[Data excerpts]
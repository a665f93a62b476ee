//! Collected sweep measurements.

use crate::algorithms::{AlgorithmError, Catalog};
use std::time::Duration;

/// One timed invocation.
#[derive(Debug, Clone, Copy, PartialEq, Eq)]
pub struct MeasurementPoint {
    /// Id of the measured algorithm.
    pub algorithm: &'static str,
    /// Size of the input it ran against.
    pub input_size: usize,
    /// Wall-clock time of the invocation.
    pub elapsed: Duration,
}

impl MeasurementPoint {
    /// Elapsed time in seconds.
    #[must_use]
    pub fn elapsed_seconds(&self) -> f64 {
        self.elapsed.as_secs_f64()
    }
}

/// Points for one algorithm, in sweep order.
///
/// The k-th point belongs to the k-th swept size; a series stops early when
/// a ceiling or a retirement cut it short.
#[derive(Debug, Clone, PartialEq, Eq)]
pub struct ResultSeries {
    algorithm: &'static str,
    points: Vec<MeasurementPoint>,
}

impl ResultSeries {
    fn new(algorithm: &'static str) -> Self {
        Self {
            algorithm,
            points: Vec::new(),
        }
    }

    /// Id of the algorithm this series belongs to.
    #[must_use]
    pub fn algorithm(&self) -> &'static str {
        self.algorithm
    }

    /// All points.
    #[must_use]
    pub fn points(&self) -> &[MeasurementPoint] {
        &self.points
    }

    /// Number of points.
    #[must_use]
    pub fn len(&self) -> usize {
        self.points.len()
    }

    /// Whether nothing was measured.
    #[must_use]
    pub fn is_empty(&self) -> bool {
        self.points.is_empty()
    }

    /// Point measured at `size`, if any.
    #[must_use]
    pub fn at(&self, size: usize) -> Option<&MeasurementPoint> {
        self.points.iter().find(|p| p.input_size == size)
    }

    /// `(size, seconds)` pairs, ready for plotting.
    #[must_use]
    pub fn coordinates(&self) -> Vec<(f64, f64)> {
        self.points
            .iter()
            .map(|p| (p.input_size as f64, p.elapsed_seconds()))
            .collect()
    }
}

/// An algorithm that was dropped from the sweep after failing.
#[derive(Debug, Clone, PartialEq, Eq)]
pub struct Retirement {
    /// Id of the failing algorithm.
    pub algorithm: &'static str,
    /// Size at which it failed.
    pub size: usize,
    /// What went wrong.
    pub error: AlgorithmError,
}

/// Everything a sweep produced.
#[derive(Debug, Clone, PartialEq, Eq)]
pub struct SweepResults {
    sizes: Vec<usize>,
    series: Vec<ResultSeries>,
    retirements: Vec<Retirement>,
}

impl SweepResults {
    /// Empty results with one series per catalog entry, in catalog order.
    #[must_use]
    pub fn new(sizes: Vec<usize>, catalog: &Catalog) -> Self {
        Self {
            sizes,
            series: catalog.iter().map(|spec| ResultSeries::new(spec.id)).collect(),
            retirements: Vec::new(),
        }
    }

    /// Append a point to `algorithm`'s series.
    ///
    /// Points for ids outside the catalog are ignored.
    pub(crate) fn record(&mut self, algorithm: &'static str, input_size: usize, elapsed: Duration) {
        if let Some(series) = self.series.iter_mut().find(|s| s.algorithm == algorithm) {
            series.points.push(MeasurementPoint {
                algorithm,
                input_size,
                elapsed,
            });
        }
    }

    pub(crate) fn retire(&mut self, retirement: Retirement) {
        self.retirements.push(retirement);
    }

    /// Sizes that were swept, ascending.
    #[must_use]
    pub fn sizes(&self) -> &[usize] {
        &self.sizes
    }

    /// All series in catalog order.
    pub fn iter(&self) -> impl Iterator<Item = &ResultSeries> {
        self.series.iter()
    }

    /// Series for one algorithm.
    #[must_use]
    pub fn series(&self, algorithm: &str) -> Option<&ResultSeries> {
        self.series.iter().find(|s| s.algorithm == algorithm)
    }

    /// Algorithms dropped after a failure.
    #[must_use]
    pub fn retirements(&self) -> &[Retirement] {
        &self.retirements
    }

    /// Total number of points across all series.
    #[must_use]
    pub fn total_points(&self) -> usize {
        self.series.iter().map(ResultSeries::len).sum()
    }

    /// Longest elapsed time in the sweep.
    #[must_use]
    pub fn max_elapsed(&self) -> Duration {
        self.series
            .iter()
            .flat_map(|s| s.points.iter())
            .map(|p| p.elapsed)
            .max()
            .unwrap_or_default()
    }
}

#[cfg(test)]
mod tests {
    use super::*;

    fn sample() -> SweepResults {
        let catalog = Catalog::standard()
            .select(&["bubble_sort", "fibonacci"])
            .unwrap();
        let mut results = SweepResults::new(vec![10, 15], &catalog);
        results.record("bubble_sort", 10, Duration::from_micros(3));
        results.record("fibonacci", 10, Duration::from_micros(7));
        results.record("bubble_sort", 15, Duration::from_micros(5));
        results
    }

    #[test]
    fn test_series_follow_catalog_order() {
        let results = sample();
        let ids: Vec<_> = results.iter().map(ResultSeries::algorithm).collect();
        assert_eq!(ids, vec!["bubble_sort", "fibonacci"]);
        assert_eq!(results.total_points(), 3);
    }

    #[test]
    fn test_series_lookup_and_coordinates() {
        let results = sample();
        let bubble = results.series("bubble_sort").unwrap();
        assert_eq!(bubble.len(), 2);
        assert_eq!(bubble.at(15).unwrap().elapsed, Duration::from_micros(5));
        assert!(bubble.at(20).is_none());

        let coords = bubble.coordinates();
        assert_eq!(coords[0].0, 10.0);
        assert!((coords[0].1 - 0.000_003).abs() < 1e-12);

        assert!(results.series("merge_sort").is_none());
    }

    #[test]
    fn test_record_ignores_unknown_ids() {
        let mut results = sample();
        results.record("merge_sort", 10, Duration::from_micros(1));
        assert_eq!(results.total_points(), 3);
    }

    #[test]
    fn test_max_elapsed() {
        assert_eq!(sample().max_elapsed(), Duration::from_micros(7));

        let catalog = Catalog::standard();
        let empty = SweepResults::new(vec![10], &catalog);
        assert_eq!(empty.max_elapsed(), Duration::ZERO);
    }
}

» **TO DO**
With the line holding "fn sample() ->" as the first and the line holding "assert_eq!(sample().max_elapsed(), Duration::from_micros(7));" as the last, set down that range of the entries above exactly, and nothing else.

» **RESPONSE AREA**
    fn sample() -> SweepResults {
        let catalog = Catalog::standard()
            .select(&["bubble_sort", "fibonacci"])
            .unwrap();
        let mut results = SweepResults::new(vec![10, 15], &catalog);
        results.record("bubble_sort", 10, Duration::from_micros(3));
        results.record("fibonacci", 10, Duration::from_micros(7));
        results.record("bubble_sort", 15, Duration::from_micros(5));
        results
    }

    #[test]
    fn test_series_follow_catalog_order() {
        let results = sample();
        let ids: Vec<_> = results.iter().map(ResultSeries::algorithm).collect();
        assert_eq!(ids, vec!["bubble_sort", "fibonacci"]);
        assert_eq!(results.total_points(), 3);
    }

    #[test]
    fn test_series_lookup_and_coordinates() {
        let results = sample();
        let bubble = results.series("bubble_sort").unwrap();
        assert_eq!(bubble.len(), 2);
        assert_eq!(bubble.at(15).unwrap().elapsed, Duration::from_micros(5));
        assert!(bubble.at(20).is_none());

        let coords = bubble.coordinates();
        assert_eq!(coords[0].0, 10.0);
        assert!((coords[0].1 - 0.000_003).abs() < 1e-12);

        assert!(results.series("merge_sort").is_none());
    }

    #[test]
    fn test_record_ignores_unknown_ids() {
        let mut results = sample();
        results.record("merge_sort", 10, Duration::from_micros(1));
        assert_eq!(results.total_points(), 3);
    }

    #[test]
    fn test_max_elapsed() {
        assert_eq!(sample().max_elapsed(), Duration::from_micros(7));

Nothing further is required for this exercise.